Mother or Murderer, you have
given or taken life —
Now all is one!
I'm afraid I'm being an awful nuisance.
I am one of those unhappy persons who inspire bores to the greatest flights of art.
I am patient with stupidity but not with those who are proud of it.
The flames of the heart consumed me, and the mind
Is but a foolish wind.
It is a part of the poet's work to show each man what he sees but does not know he sees.
Let us speak of our madness. We are always being called mad. If we are mad — we and our brothers in America who are walking hand in hand with us in the vanguard of progress — at least we are mad in company with most of our great predecessors and all the most intelligent foreigners. Beethoven, Schumann, and Wagner, Shelley, Blake, Keats, Coleridge, Wordsworth were all mad in turn. We shall be proud to join them in the Asylum to which they are now consigned.
I have taken this step because I want the discipline, the fire and the authority of the Church. I am hopelessly unworthy of it, but I hope to become worthy.

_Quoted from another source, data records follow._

use staffhub_auth::{
    build_router,
    config::AuthConfig,
    db,
    middleware::create_ip_rate_limiter,
    observability::init_tracing,
    services::{
        spawn_expiry_sweeper, AuthService, ChallengeStore, CredentialStore, Database,
        DeliveryRouter, EmailSender, HttpSmsService, JwtService, OtpManager,
        RedisRevocationStore, RevocationStore, SmsSender, SmtpEmailService,
    },
    AppState,
};
use std::net::SocketAddr;
use std::sync::Arc;
use std::time::Duration;
use tokio::signal;

#[tokio::main]
async fn main() -> Result<(), staffhub_auth::error::AppError> {
    dotenvy::dotenv().ok();

    // Load configuration - fail fast if invalid.
    let config = AuthConfig::from_env()?;

    init_tracing(&config.log_level, &config.environment);

    tracing::info!(
        service = %config.service_name,
        version = %config.service_version,
        environment = ?config.environment,
        "Starting authentication service"
    );

    let pool = db::create_pool(&config.database)
        .await
        .map_err(|e| staffhub_auth::error::AppError::DatabaseError(anyhow::anyhow!(e)))?;
    db::run_migrations(&pool)
        .await
        .map_err(|e| staffhub_auth::error::AppError::DatabaseError(anyhow::anyhow!(e)))?;

    let database = Database::new(pool);
    let accounts: Arc<dyn CredentialStore> = Arc::new(database.clone());
    let challenges: Arc<dyn ChallengeStore> = Arc::new(database);

    let revocations: Arc<dyn RevocationStore> = Arc::new(
        RedisRevocationStore::connect(&config.redis)
            .await
            .map_err(staffhub_auth::error::AppError::InternalError)?,
    );
    tracing::info!("Revocation store initialized");

    let email: Arc<dyn EmailSender> = Arc::new(SmtpEmailService::new(&config.smtp)?);
    let sms: Arc<dyn SmsSender> = Arc::new(HttpSmsService::new(config.sms.clone())?);

    let jwt = JwtService::new(&config.jwt);
    tracing::info!("Token issuer initialized");

    let delivery = DeliveryRouter::new(
        email.clone(),
        sms.clone(),
        config.security.public_base_url.clone(),
    );
    let otp = OtpManager::new(challenges.clone(), delivery, config.otp.clone());

    let auth = AuthService::new(
        accounts.clone(),
        revocations.clone(),
        otp,
        jwt,
        email,
        sms,
        config.password.clone(),
    );

    let login_rate_limiter = create_ip_rate_limiter(
        config.rate_limit.login_attempts,
        config.rate_limit.login_window_seconds,
    );
    let otp_resend_rate_limiter = create_ip_rate_limiter(
        config.rate_limit.otp_resend_attempts,
        config.rate_limit.otp_resend_window_seconds,
    );
    let password_reset_rate_limiter = create_ip_rate_limiter(
        config.rate_limit.password_reset_attempts,
        config.rate_limit.password_reset_window_seconds,
    );
    let ip_rate_limiter = create_ip_rate_limiter(
        config.rate_limit.global_ip_limit,
        config.rate_limit.global_ip_window_seconds,
    );

    // Storage GC for expired challenge and revocation rows.
    let sweeper = spawn_expiry_sweeper(
        challenges,
        revocations.clone(),
        Duration::from_secs(config.sweep_interval_seconds),
    );

    let state = AppState {
        config: config.clone(),
        auth,
        accounts,
        revocations,
        login_rate_limiter,
        otp_resend_rate_limiter,
        password_reset_rate_limiter,
        ip_rate_limiter,
    };

    let app = build_router(state)?;

    let addr = SocketAddr::from(([0, 0, 0, 0], config.http.port));
    tracing::info!(address = %addr, "Listening");

    let listener = tokio::net::TcpListener::bind(addr).await?;

    axum::serve(
        listener,
        app.into_make_service_with_connect_info::<SocketAddr>(),
    )
    .with_graceful_shutdown(shutdown_signal())
    .await?;

    sweeper.abort();
    tracing::info!("Service shutdown complete");
    Ok(())
}

async fn shutdown_signal() {
    let ctrl_c = async {
        signal::ctrl_c()
            .await
            .expect("failed to install Ctrl+C handler");
    };

    #[cfg(unix)]
    let terminate = async {
        signal::unix::signal(signal::unix::SignalKind::terminate())
            .expect("failed to install signal handler")
            .recv()
            .await;
    };

    #[cfg(not(unix))]
    let terminate = std::future::pending::<()>();

    tokio::select! {
        _ = ctrl_c => {
            tracing::info!("Received SIGINT, starting graceful shutdown");
        },
        _ = terminate => {
            tracing::info!("Received SIGTERM, starting graceful shutdown");
        },
    }
}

Why not be oneself? That is the whole secret of a successful appearance. If one is a greyhound, why try to look like a Pekingese?
I have often wished I had time to cultivate modesty... But I am too busy thinking about myself.
I am an unpopular electric eel in a pool of catfish.
A great many people now reading and writing would be better employed keeping rabbits.
The poet speaks to all men of that other life of theirs that they have smothered and forgotten.
Remember only this of our hopeless love
That never till Time is done
Will the fire of the heart and the fire of the mind be one.
Each of them is inhabited by a bland demon, as the German metaphysicians used to call that which gets into a man and makes him creative, not so forcibly that it turns them away from criticism, but valid enough to give them the right to speak with the authority of artists.
As for the usefulness of poetry, its uses are many. It is the deification of reality. It should make our days holy to us. The poet should speak to all men, for a moment, of that other life of theirs that they have smothered and forgotten.
Still falls the Rain —
Dark as the world of man, black as our loss —
Blind as the nineteen hundred and forty nails
Upon the Cross.
Her tall figure, swathed in black, looking like some strange eccentric bird... she seemed like an ageing princess come home from exile.
Hot water is my native element. I was in it as a baby, and I have never seemed to get out of it ever since.
Vulgarity is, in reality, nothing but a modern, chic, pert descendant of the goddess Dullness.